Pourquoi parle-t-on d’un rachat potentiel de la Société Générale ?

Rédigé le 16/05/2024

Des déclarations d'Emmanuel Macron, se disant ouvert à un rachat hypothétique de la banque française Société Générale par le géant espagnol Santander, ont agité le monde bancaire.

Société Générale est-elle à vendre? C'est une courte déclaration d'Emmanuel Macron qui a agité le secteur bancaire au début de la semaine, laissant entendre qu'un rachat de la banque française par sa concurrente espagnole Santander n'était pas un scénario impossible. Dans les faits, pourtant, une telle possibilité a peu de chances de se concrétiser à l'heure actuelle.

• Pourquoi parle-t-on d'une vente?

Au cours d'une interview, lundi soir, la chaîne financière américaine Bloomberg TV a interrogé Emmanuel Macron (en anglais) au sujet d'un exemple fictif du géant bancaire espagnol Santander souhaitant acheter le groupe bancaire français Société Générale. À cette question, le président de la République a répondu être ouvert à un potentiel rachat d'un établissement français par une autre banque européenne, sans avoir explicitement cité Société Générale dans ses propos.

"Cela fait partie du marché, agir en tant qu'Européens signifie que vous avez besoin de consolidation en tant qu'Européens", a déclaré Emmanuel Macron, ajoutant que des fusions transfrontalières pourraient "certainement" être possibles dans le secteur bancaire.

• Pourquoi a-t-on évoqué Société Générale?

Si l'on se concentre sur les trois grandes banques cotées au Cac 40, Société Générale est la moins bien valorisée par les investisseurs: à supposer qu'un établissement étranger veuille racheter une banque française, ce serait la proie la plus facile. Sa capitalisation boursière pèse 22 milliards d'euros, bien moins lourd que BNP Paribas (80 milliards d'euros) ou Crédit Agricole SA (47 milliards d'euros) –cette dernière, par ailleurs, appartient aux banques régionales du groupe Crédit Agricole.

Par ailleurs, la tendance actuelle n'est pas non plus favorable à la "SocGen": le prix de l'action Société Générale est encore 15% inférieur à son niveau juste avant la pandémie. Et le titre est moins cher que celui de ses concurrents. Selon une présentation de septembre de l'établissement, la valeur en Bourse de Société Générale représentait 0,4 fois son bilan comptable (pour simplifier), contre 0,8 fois en moyenne pour neuf autres grandes banques européennes. Or, en Bourse, plus une valeur est bon marché, plus il est théoriquement intéressant de l'acquérir.

Les déclarations d'Emmanuel Macron, même si elles n'ont pas spécifiquement cité Société Générale, ont donné un regain d'énergie à la spéculation sur la consolidation bancaire.

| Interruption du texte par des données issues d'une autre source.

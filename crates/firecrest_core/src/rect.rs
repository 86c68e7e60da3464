//! Axis-aligned rectangles for hit-testing and clip regions.

use crate::math::Vec2;
use serde::{Deserialize, Serialize};

/// A rectangle in window pixel coordinates (y-up).
#[derive(Debug, Clone, Copy, Default, PartialEq, Serialize, Deserialize)]
pub struct Rect {
    /// X position (left edge).
    pub x: f32,
    /// Y position (bottom edge).
    pub y: f32,
    /// Width.
    pub width: f32,
    /// Height.
    pub height: f32,
}

impl Rect {
    /// A zero-sized rect at the origin.
    pub const ZERO: Self = Self {
        x: 0.0,
        y: 0.0,
        width: 0.0,
        height: 0.0,
    };

    /// Creates a new rectangle.
    #[must_use]
    pub const fn new(x: f32, y: f32, width: f32, height: f32) -> Self {
        Self { x, y, width, height }
    }

    /// Creates a rectangle from position and size.
    #[must_use]
    pub const fn from_pos_size(position: Vec2, size: Vec2) -> Self {
        Self {
            x: position.x,
            y: position.y,
            width: size.x,
            height: size.y,
        }
    }

    /// Returns the bottom-left corner.
    #[must_use]
    pub const fn position(&self) -> Vec2 {
        Vec2::new(self.x, self.y)
    }

    /// Returns the extent.
    #[must_use]
    pub const fn size(&self) -> Vec2 {
        Vec2::new(self.width, self.height)
    }

    /// Returns the right edge.
    #[must_use]
    pub fn right(&self) -> f32 {
        self.x + self.width
    }

    /// Returns the top edge.
    #[must_use]
    pub fn top(&self) -> f32 {
        self.y + self.height
    }

    /// Returns the center point.
    #[must_use]
    pub fn center(&self) -> Vec2 {
        Vec2::new(self.x + self.width * 0.5, self.y + self.height * 0.5)
    }

    /// Returns true if the point is inside the rectangle.
    ///
    /// Both edges are inclusive, so a point on the shared border of two
    /// adjacent rectangles is inside both.
    #[inline]
    #[must_use]
    pub fn contains(&self, point: Vec2) -> bool {
        point.x >= self.x && point.x <= self.right() && point.y >= self.y && point.y <= self.top()
    }

    /// Returns true if two rectangles overlap.
    #[must_use]
    pub fn intersects(&self, other: &Self) -> bool {
        self.x < other.right()
            && self.right() > other.x
            && self.y < other.top()
            && self.top() > other.y
    }

    /// Returns the overlapping region, or `None` if the rectangles are disjoint.
    #[must_use]
    pub fn intersection(&self, other: &Self) -> Option<Self> {
        if !self.intersects(other) {
            return None;
        }

        let x = self.x.max(other.x);
        let y = self.y.max(other.y);
        let right = self.right().min(other.right());
        let top = self.top().min(other.top());

        Some(Self::new(x, y, right - x, top - y))
    }

    /// Shrinks the rectangle by the given amount on all sides.
    #[must_use]
    pub fn shrink(&self, amount: f32) -> Self {
        Self::new(
            self.x + amount,
            self.y + amount,
            self.width - amount * 2.0,
            self.height - amount * 2.0,
        )
    }
}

• Les banques européennes sont-elles trop petites?

Des appels à la consolidation du secteur bancaire européen sont régulièrement lancés sur le Vieux continent, notamment de la part de la Banque centrale européenne (BCE). En dehors du géant britannique HSBC, aucune banque d'Europe continentale ou du Royaume-Uni ne figure dans le top 15 des établissements bancaires mondiaux en termes de capitalisation boursière, c'est-à-dire la valeur totale des actions.

En outre, après avoir traversé la crise sanitaire, nombre de banques ont enregistré des profits records avec la remontée des taux d'intérêt, ce qui leur donne plus de marges pour des grandes manœuvres.

• Une telle opération est-elle vraiment possible?

Concrètement, à l'heure actuelle, une opération transfrontalière est une hypothèse peu probable en Europe. Le marché bancaire européen est éclaté entre différents pays où les règles ne sont pas les mêmes (des taux fixes en France, par exemple, et variables dans d'autres pays), ce qui limite les synergies que dégagerait un rachat d'une banque d'un pays européen par un autre établissement d'un autre pays. Or, les synergies font tout l'intérêt d'une opération de rachat.

"Seul un acteur domestique peut acheter un autre acteur domestique", a encore rappelé mardi le directeur général de BNP Paribas, Jean-Laurent Bonnafé, lors de l'assemblée générale du groupe.

Des rachats de petits établissements par de grands groupes d'autres pays européens ne sont pas rares (BNP Paribas, par exemple, a racheté la banque polonaise BGZ en 2013), mais difficile de trouver des exemples entre deux grands acteurs européens.